A verbatim copy of every record is needed.

> Record set:
--------------------------------

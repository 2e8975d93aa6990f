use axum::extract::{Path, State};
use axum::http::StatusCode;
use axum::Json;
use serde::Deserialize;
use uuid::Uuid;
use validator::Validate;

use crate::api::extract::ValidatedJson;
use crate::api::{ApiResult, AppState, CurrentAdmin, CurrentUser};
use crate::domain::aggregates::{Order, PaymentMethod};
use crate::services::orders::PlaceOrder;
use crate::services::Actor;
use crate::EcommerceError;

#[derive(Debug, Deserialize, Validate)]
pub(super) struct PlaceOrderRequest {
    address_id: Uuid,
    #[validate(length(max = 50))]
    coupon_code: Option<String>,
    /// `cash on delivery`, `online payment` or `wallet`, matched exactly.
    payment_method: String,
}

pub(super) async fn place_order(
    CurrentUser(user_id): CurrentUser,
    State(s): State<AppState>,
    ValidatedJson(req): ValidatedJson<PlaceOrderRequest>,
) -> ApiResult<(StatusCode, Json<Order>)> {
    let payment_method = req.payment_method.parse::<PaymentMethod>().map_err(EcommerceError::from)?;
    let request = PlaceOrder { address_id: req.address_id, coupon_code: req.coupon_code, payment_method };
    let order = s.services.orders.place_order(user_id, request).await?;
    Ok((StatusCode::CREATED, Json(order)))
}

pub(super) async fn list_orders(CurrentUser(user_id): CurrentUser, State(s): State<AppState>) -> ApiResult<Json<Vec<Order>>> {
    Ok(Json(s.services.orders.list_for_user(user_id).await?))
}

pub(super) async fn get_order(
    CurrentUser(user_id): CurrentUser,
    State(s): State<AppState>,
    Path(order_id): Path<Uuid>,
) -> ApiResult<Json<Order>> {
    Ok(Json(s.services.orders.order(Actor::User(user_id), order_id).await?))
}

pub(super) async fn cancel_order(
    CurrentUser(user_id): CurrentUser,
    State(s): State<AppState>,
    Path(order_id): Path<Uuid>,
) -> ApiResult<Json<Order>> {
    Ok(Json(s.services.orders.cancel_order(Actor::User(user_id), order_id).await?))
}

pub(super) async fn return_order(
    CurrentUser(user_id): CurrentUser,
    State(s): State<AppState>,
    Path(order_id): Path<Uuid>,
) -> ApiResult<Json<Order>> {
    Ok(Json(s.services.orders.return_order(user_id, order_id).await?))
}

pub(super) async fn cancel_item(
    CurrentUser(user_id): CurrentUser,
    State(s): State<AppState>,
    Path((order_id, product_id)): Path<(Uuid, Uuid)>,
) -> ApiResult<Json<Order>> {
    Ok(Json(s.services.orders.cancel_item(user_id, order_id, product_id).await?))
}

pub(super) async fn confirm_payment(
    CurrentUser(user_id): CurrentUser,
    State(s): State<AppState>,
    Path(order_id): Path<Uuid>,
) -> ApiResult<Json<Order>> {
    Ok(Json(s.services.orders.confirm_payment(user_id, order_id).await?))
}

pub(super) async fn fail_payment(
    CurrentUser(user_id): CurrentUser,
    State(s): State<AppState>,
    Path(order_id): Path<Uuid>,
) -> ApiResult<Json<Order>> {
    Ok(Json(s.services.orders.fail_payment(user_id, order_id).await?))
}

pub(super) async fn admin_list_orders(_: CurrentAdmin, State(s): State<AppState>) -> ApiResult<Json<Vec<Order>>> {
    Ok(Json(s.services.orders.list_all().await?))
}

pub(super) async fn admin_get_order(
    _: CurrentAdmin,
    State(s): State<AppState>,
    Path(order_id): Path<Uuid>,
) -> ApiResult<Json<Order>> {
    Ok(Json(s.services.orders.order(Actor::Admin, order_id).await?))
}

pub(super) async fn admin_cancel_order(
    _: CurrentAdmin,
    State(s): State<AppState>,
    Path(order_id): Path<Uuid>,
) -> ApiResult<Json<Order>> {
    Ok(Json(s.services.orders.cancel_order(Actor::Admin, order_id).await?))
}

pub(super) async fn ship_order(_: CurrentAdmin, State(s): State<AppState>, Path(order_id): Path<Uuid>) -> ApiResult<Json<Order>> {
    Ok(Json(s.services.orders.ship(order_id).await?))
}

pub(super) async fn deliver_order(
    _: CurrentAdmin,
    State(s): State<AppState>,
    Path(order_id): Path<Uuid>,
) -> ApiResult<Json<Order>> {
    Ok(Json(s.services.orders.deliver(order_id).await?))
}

--------------------------------

> Exercise output:
repository 2e8975d93aa6990f
use axum::extract::{Path, State};
use axum::http::StatusCode;
use axum::Json;
use serde::Deserialize;
use uuid::Uuid;
use validator::Validate;

use crate::api::extract::ValidatedJson;
use crate::api::{ApiResult, AppState, CurrentAdmin, CurrentUser};
use crate::domain::aggregates::{Order, PaymentMethod};
use crate::services::orders::PlaceOrder;
use crate::services::Actor;
use crate::EcommerceError;

#[derive(Debug, Deserialize, Validate)]
pub(super) struct PlaceOrderRequest {
    address_id: Uuid,
    #[validate(length(max = 50))]
    coupon_code: Option<String>,
    /// `cash on delivery`, `online payment` or `wallet`, matched exactly.
    payment_method: String,
}

pub(super) async fn place_order(
    CurrentUser(user_id): CurrentUser,
    State(s): State<AppState>,
    ValidatedJson(req): ValidatedJson<PlaceOrderRequest>,
) -> ApiResult<(StatusCode, Json<Order>)> {
    let payment_method = req.payment_method.parse::<PaymentMethod>().map_err(EcommerceError::from)?;
    let request = PlaceOrder { address_id: req.address_id, coupon_code: req.coupon_code, payment_method };
    let order = s.services.orders.place_order(user_id, request).await?;
    Ok((StatusCode::CREATED, Json(order)))
}

pub(super) async fn list_orders(CurrentUser(user_id): CurrentUser, State(s): State<AppState>) -> ApiResult<Json<Vec<Order>>> {
    Ok(Json(s.services.orders.list_for_user(user_id).await?))
}

pub(super) async fn get_order(
    CurrentUser(user_id): CurrentUser,
    State(s): State<AppState>,
    Path(order_id): Path<Uuid>,
) -> ApiResult<Json<Order>> {
    Ok(Json(s.services.orders.order(Actor::User(user_id), order_id).await?))
}

pub(super) async fn cancel_order(
    CurrentUser(user_id): CurrentUser,
    State(s): State<AppState>,
    Path(order_id): Path<Uuid>,
) -> ApiResult<Json<Order>> {
    Ok(Json(s.services.orders.cancel_order(Actor::User(user_id), order_id).await?))
}

pub(super) async fn return_order(
    CurrentUser(user_id): CurrentUser,
    State(s): State<AppState>,
    Path(order_id): Path<Uuid>,
) -> ApiResult<Json<Order>> {
    Ok(Json(s.services.orders.return_order(user_id, order_id).await?))
}

pub(super) async fn cancel_item(
    CurrentUser(user_id): CurrentUser,
    State(s): State<AppState>,
    Path((order_id, product_id)): Path<(Uuid, Uuid)>,
) -> ApiResult<Json<Order>> {
    Ok(Json(s.services.orders.cancel_item(user_id, order_id, product_id).await?))
}

pub(super) async fn confirm_payment(
    CurrentUser(user_id): CurrentUser,
    State(s): State<AppState>,
    Path(order_id): Path<Uuid>,
) -> ApiResult<Json<Order>> {
    Ok(Json(s.services.orders.confirm_payment(user_id, order_id).await?))
}

pub(super) async fn fail_payment(
    CurrentUser(user_id): CurrentUser,
    State(s): State<AppState>,
    Path(order_id): Path<Uuid>,
) -> ApiResult<Json<Order>> {
    Ok(Json(s.services.orders.fail_payment(user_id, order_id).await?))
}

pub(super) async fn admin_list_orders(_: CurrentAdmin, State(s): State<AppState>) -> ApiResult<Json<Vec<Order>>> {
    Ok(Json(s.services.orders.list_all().await?))
}

pub(super) async fn admin_get_order(
    _: CurrentAdmin,
    State(s): State<AppState>,
    Path(order_id): Path<Uuid>,
) -> ApiResult<Json<Order>> {
    Ok(Json(s.services.orders.order(Actor::Admin, order_id).await?))
}

pub(super) async fn admin_cancel_order(
    _: CurrentAdmin,
    State(s): State<AppState>,
    Path(order_id): Path<Uuid>,
) -> ApiResult<Json<Order>> {
    Ok(Json(s.services.orders.cancel_order(Actor::Admin, order_id).await?))
}

pub(super) async fn ship_order(_: CurrentAdmin, State(s): State<AppState>, Path(order_id): Path<Uuid>) -> ApiResult<Json<Order>> {
    Ok(Json(s.services.orders.ship(order_id).await?))
}

pub(super) async fn deliver_order(
    _: CurrentAdmin,
    State(s): State<AppState>,
    Path(order_id): Path<Uuid>,
) -> ApiResult<Json<Order>> {
    Ok(Json(s.services.orders.deliver(order_id).await?))
}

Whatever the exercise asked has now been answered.